━━━━━ Source material ━━━━━

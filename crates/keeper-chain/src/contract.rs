//! Market-contract capability traits and transaction plumbing.

use alloy::primitives::{Address, Bytes, B256, U256};
use keeper_core::MarketKey;
use rust_decimal::Decimal;

use crate::client::BoxFuture;
use crate::error::ChainResult;

/// The state-changing calls a keeper may submit to a market.
#[derive(Debug, Clone)]
pub enum MarketCall {
    ExecuteDelayedOrder(Address),
    ExecuteOffchainDelayedOrder(Address, Vec<Bytes>),
    FlagPosition(Address),
    LiquidatePosition(Address),
}

impl MarketCall {
    /// The account a call acts on, for logging.
    pub fn account(&self) -> Address {
        match self {
            MarketCall::ExecuteDelayedOrder(a)
            | MarketCall::ExecuteOffchainDelayedOrder(a, _)
            | MarketCall::FlagPosition(a)
            | MarketCall::LiquidatePosition(a) => *a,
        }
    }
}

/// Submission parameters decided by the caller.
///
/// `from` and `nonce` come from the signer lease; gas fields carry the
/// headroom-adjusted values; `value` is nonzero only for Pyth-fee calls.
#[derive(Debug, Clone, Copy, PartialEq, Eq)]
pub struct TxOptions {
    pub from: Address,
    pub nonce: u64,
    pub gas_limit: Option<u64>,
    pub gas_price: Option<u128>,
    pub value: U256,
}

impl TxOptions {
    pub fn new(from: Address, nonce: u64) -> Self {
        Self {
            from,
            nonce,
            gas_limit: None,
            gas_price: None,
            value: U256::ZERO,
        }
    }

    pub fn gas_limit(mut self, limit: u64) -> Self {
        self.gas_limit = Some(limit);
        self
    }

    pub fn gas_price(mut self, price: u128) -> Self {
        self.gas_price = Some(price);
        self
    }

    pub fn value(mut self, value: U256) -> Self {
        self.value = value;
        self
    }
}

/// Confirmed-transaction outcome.
#[derive(Debug, Clone, Copy, PartialEq, Eq)]
pub struct TxOutcome {
    pub hash: B256,
    pub block_number: u64,
    pub success: bool,
}

/// A submitted transaction whose confirmation can be awaited once.
pub struct PendingTx {
    hash: B256,
    confirmed: BoxFuture<'static, ChainResult<TxOutcome>>,
}

impl PendingTx {
    pub fn new(hash: B256, confirmed: BoxFuture<'static, ChainResult<TxOutcome>>) -> Self {
        Self { hash, confirmed }
    }

    pub fn hash(&self) -> B256 {
        self.hash
    }

    /// Wait for one confirmation.
    pub async fn confirmed(self) -> ChainResult<TxOutcome> {
        self.confirmed.await
    }
}

impl std::fmt::Debug for PendingTx {
    fn fmt(&self, f: &mut std::fmt::Formatter<'_>) -> std::fmt::Result {
        f.debug_struct("PendingTx").field("hash", &self.hash).finish()
    }
}

/// A delayed order as read back from the contract before submission.
#[derive(Debug, Clone, Copy, PartialEq, Eq)]
pub struct OnchainDelayedOrder {
    /// Zero when the order no longer exists.
    pub size_delta_is_zero: bool,
    pub target_round_id: u64,
    pub executable_at_time: u64,
    pub intention_time: u64,
}

/// One entry of `allMarketSummaries`.
#[derive(Debug, Clone)]
pub struct MarketSummary {
    pub address: Address,
    pub asset: String,
    pub key: MarketKey,
    pub price: Decimal,
}

/// Per-market contract surface, by capability.
///
/// Implementations are the only place that knows the ABI; everything the
/// engine sees is typed. Read methods retry transient failures internally.
pub trait MarketContract: Send + Sync {
    fn address(&self) -> Address;

    fn market_key(&self) -> &MarketKey;

    /// Current oracle round for the market's asset.
    fn current_round_id(&self) -> BoxFuture<'_, ChainResult<u64>>;

    /// Current asset price in natural units.
    fn asset_price(&self) -> BoxFuture<'_, ChainResult<Decimal>>;

    /// Pyth feed id used by the off-chain execution path.
    fn offchain_price_feed_id(&self) -> BoxFuture<'_, ChainResult<B256>>;

    /// Re-read an account's delayed order.
    fn delayed_order(&self, account: Address) -> BoxFuture<'_, ChainResult<OnchainDelayedOrder>>;

    fn can_liquidate(&self, account: Address) -> BoxFuture<'_, ChainResult<bool>>;

    fn is_flagged(&self, account: Address) -> BoxFuture<'_, ChainResult<bool>>;

    /// The price at which the account's position becomes liquidatable.
    fn liquidation_price(&self, account: Address) -> BoxFuture<'_, ChainResult<Decimal>>;

    /// `eth_estimateGas` for a call, without headroom.
    fn estimate_gas(&self, call: &MarketCall) -> BoxFuture<'_, ChainResult<u64>>;

    /// Sign and submit a call with the given options.
    fn submit(&self, call: MarketCall, opts: TxOptions) -> BoxFuture<'_, ChainResult<PendingTx>>;

    /// ABI-encode a call for multicall batching.
    fn encode_call(&self, call: &MarketCall) -> Bytes;
}

/// The market directory contract (`allMarketSummaries`).
pub trait MarketDirectory: Send + Sync {
    fn all_market_summaries(&self) -> BoxFuture<'_, ChainResult<Vec<MarketSummary>>>;
}

/// The on-chain Pyth contract (`getUpdateFee`).
pub trait PythContract: Send + Sync {
    fn update_fee<'a>(&'a self, update_data: &'a [Bytes]) -> BoxFuture<'a, ChainResult<U256>>;
}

━━━━━

Take the records above and return them exactly as written.

filename crates/keeper-chain/src/contract.rs
//! Market-contract capability traits and transaction plumbing.

use alloy::primitives::{Address, Bytes, B256, U256};
use keeper_core::MarketKey;
use rust_decimal::Decimal;

use crate::client::BoxFuture;
use crate::error::ChainResult;

/// The state-changing calls a keeper may submit to a market.
#[derive(Debug, Clone)]
pub enum MarketCall {
    ExecuteDelayedOrder(Address),
    ExecuteOffchainDelayedOrder(Address, Vec<Bytes>),
    FlagPosition(Address),
    LiquidatePosition(Address),
}

impl MarketCall {
    /// The account a call acts on, for logging.
    pub fn account(&self) -> Address {
        match self {
            MarketCall::ExecuteDelayedOrder(a)
            | MarketCall::ExecuteOffchainDelayedOrder(a, _)
            | MarketCall::FlagPosition(a)
            | MarketCall::LiquidatePosition(a) => *a,
        }
    }
}

/// Submission parameters decided by the caller.
///
/// `from` and `nonce` come from the signer lease; gas fields carry the
/// headroom-adjusted values; `value` is nonzero only for Pyth-fee calls.
#[derive(Debug, Clone, Copy, PartialEq, Eq)]
pub struct TxOptions {
    pub from: Address,
    pub nonce: u64,
    pub gas_limit: Option<u64>,
    pub gas_price: Option<u128>,
    pub value: U256,
}

impl TxOptions {
    pub fn new(from: Address, nonce: u64) -> Self {
        Self {
            from,
            nonce,
            gas_limit: None,
            gas_price: None,
            value: U256::ZERO,
        }
    }

    pub fn gas_limit(mut self, limit: u64) -> Self {
        self.gas_limit = Some(limit);
        self
    }

    pub fn gas_price(mut self, price: u128) -> Self {
        self.gas_price = Some(price);
        self
    }

    pub fn value(mut self, value: U256) -> Self {
        self.value = value;
        self
    }
}

/// Confirmed-transaction outcome.
#[derive(Debug, Clone, Copy, PartialEq, Eq)]
pub struct TxOutcome {
    pub hash: B256,
    pub block_number: u64,
    pub success: bool,
}

/// A submitted transaction whose confirmation can be awaited once.
pub struct PendingTx {
    hash: B256,
    confirmed: BoxFuture<'static, ChainResult<TxOutcome>>,
}

impl PendingTx {
    pub fn new(hash: B256, confirmed: BoxFuture<'static, ChainResult<TxOutcome>>) -> Self {
        Self { hash, confirmed }
    }

    pub fn hash(&self) -> B256 {
        self.hash
    }

    /// Wait for one confirmation.
    pub async fn confirmed(self) -> ChainResult<TxOutcome> {
        self.confirmed.await
    }
}

impl std::fmt::Debug for PendingTx {
    fn fmt(&self, f: &mut std::fmt::Formatter<'_>) -> std::fmt::Result {
        f.debug_struct("PendingTx").field("hash", &self.hash).finish()
    }
}

/// A delayed order as read back from the contract before submission.
#[derive(Debug, Clone, Copy, PartialEq, Eq)]
pub struct OnchainDelayedOrder {
    /// Zero when the order no longer exists.
    pub size_delta_is_zero: bool,
    pub target_round_id: u64,
    pub executable_at_time: u64,
    pub intention_time: u64,
}

/// One entry of `allMarketSummaries`.
#[derive(Debug, Clone)]
pub struct MarketSummary {
    pub address: Address,
    pub asset: String,
    pub key: MarketKey,
    pub price: Decimal,
}

/// Per-market contract surface, by capability.
///
/// Implementations are the only place that knows the ABI; everything the
/// engine sees is typed. Read methods retry transient failures internally.
pub trait MarketContract: Send + Sync {
    fn address(&self) -> Address;

    fn market_key(&self) -> &MarketKey;

    /// Current oracle round for the market's asset.
    fn current_round_id(&self) -> BoxFuture<'_, ChainResult<u64>>;

    /// Current asset price in natural units.
    fn asset_price(&self) -> BoxFuture<'_, ChainResult<Decimal>>;

    /// Pyth feed id used by the off-chain execution path.
    fn offchain_price_feed_id(&self) -> BoxFuture<'_, ChainResult<B256>>;

    /// Re-read an account's delayed order.
    fn delayed_order(&self, account: Address) -> BoxFuture<'_, ChainResult<OnchainDelayedOrder>>;

    fn can_liquidate(&self, account: Address) -> BoxFuture<'_, ChainResult<bool>>;

    fn is_flagged(&self, account: Address) -> BoxFuture<'_, ChainResult<bool>>;

    /// The price at which the account's position becomes liquidatable.
    fn liquidation_price(&self, account: Address) -> BoxFuture<'_, ChainResult<Decimal>>;

    /// `eth_estimateGas` for a call, without headroom.
    fn estimate_gas(&self, call: &MarketCall) -> BoxFuture<'_, ChainResult<u64>>;

    /// Sign and submit a call with the given options.
    fn submit(&self, call: MarketCall, opts: TxOptions) -> BoxFuture<'_, ChainResult<PendingTx>>;

    /// ABI-encode a call for multicall batching.
    fn encode_call(&self, call: &MarketCall) -> Bytes;
}

/// The market directory contract (`allMarketSummaries`).
pub trait MarketDirectory: Send + Sync {
    fn all_market_summaries(&self) -> BoxFuture<'_, ChainResult<Vec<MarketSummary>>>;
}

/// The on-chain Pyth contract (`getUpdateFee`).
pub trait PythContract: Send + Sync {
    fn update_fee<'a>(&'a self, update_data: &'a [Bytes]) -> BoxFuture<'a, ChainResult<U256>>;
}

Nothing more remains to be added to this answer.